Throughout the Spring and Summer months people come across baby birds, some most certainly will need help, whilst others need to be left alone. Hopefully, the following information will act as a guide if you've just found 'that baby bird'.
If you've just found a naked hatchling it will need to be rescued immediately. Please follow our emergency care for baby birds. However, if your baby bird is a nestling and you know exactly where its nest is, it may be possible to return it. Birds have a very poor sense of smell, consequently they will not abandon their baby just because you have handled it. Carefully return the baby bird back into its nest, and watch from a distance to be sure the parent birds are returning to feed and care for the nestling.
However, if after an hour no parent birds have been seen returning to the nest, or you have been unable to find the nest, or the nestling feels very cold, or has some visible injuries, you will need to follow our emergency care for baby birds.
If the baby bird you have just found is a healthy fledgling and it's hopping about while parent birds return to feed it, you will need to leave this baby alone as it most certainly doesn't need your help. The only time a healthy fledgling will need your help is if it's in an unsafe place, or there is a predator. If the place is unsafe move the fledgling to a suitable location, either under the nearest bush, or placed on a nearby tree branch. DO NOT remove the bird from the immediate area as its parents know exactly where to find it.

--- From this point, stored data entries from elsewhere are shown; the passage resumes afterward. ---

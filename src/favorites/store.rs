use std::sync::Arc;

use super::{Favorites, KeyValueStore, StoreError};

/// Reads and writes the whole favorites map under one key.
#[derive(Clone)]
pub struct FavoritesStore {
    kv: Arc<dyn KeyValueStore>,
    key: String,
}

impl FavoritesStore {
    pub fn new(kv: Arc<dyn KeyValueStore>, key: impl Into<String>) -> Self {
        Self {
            kv,
            key: key.into(),
        }
    }

    /// Loads the stored map. An absent key yields an empty map.
    pub async fn load(&self) -> Result<Favorites, StoreError> {
        match self.kv.get(&self.key).await? {
            Some(blob) => Ok(serde_json::from_str(&blob)?),
            None => Ok(Favorites::new()),
        }
    }

    /// Overwrites the stored map with `favorites`.
    pub async fn save(&self, favorites: &Favorites) -> Result<(), StoreError> {
        let blob = serde_json::to_string(favorites)?;
        self.kv.set(&self.key, blob).await
    }
}
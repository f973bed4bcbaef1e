use thiserror::Error;

/// Failures of a single directory fetch.
///
/// The directory only keeps the `Display` text of these, so every variant
/// must read well on its own.
#[derive(Debug, Error)]
pub enum SourceError {
    #[error("{0}")]
    Request(#[from] reqwest::Error),

    #[error("Failed to fetch countries: {status}")]
    Status { status: u16 },

    #[error("Failed to parse countries: {0}")]
    Decode(#[from] serde_json::Error),

    /// Source could not be reached for a reason other than HTTP.
    #[error("{0}")]
    Unavailable(String),

    #[error("Invalid source URL '{url}': {reason}")]
    InvalidUrl { url: String, reason: String },
}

If the predator is your cat, bring the cat inside immediately, and keep your cat shut in until you're quite sure the fledgling has moved off to a safer area. It can take a few days, to a full week, before a fledgling can fly well enough to keep up with its parents, or evade predators. It is important to note that if a baby bird has been either caught, or brought in, by your cat you will need to follow our emergency care for baby birds.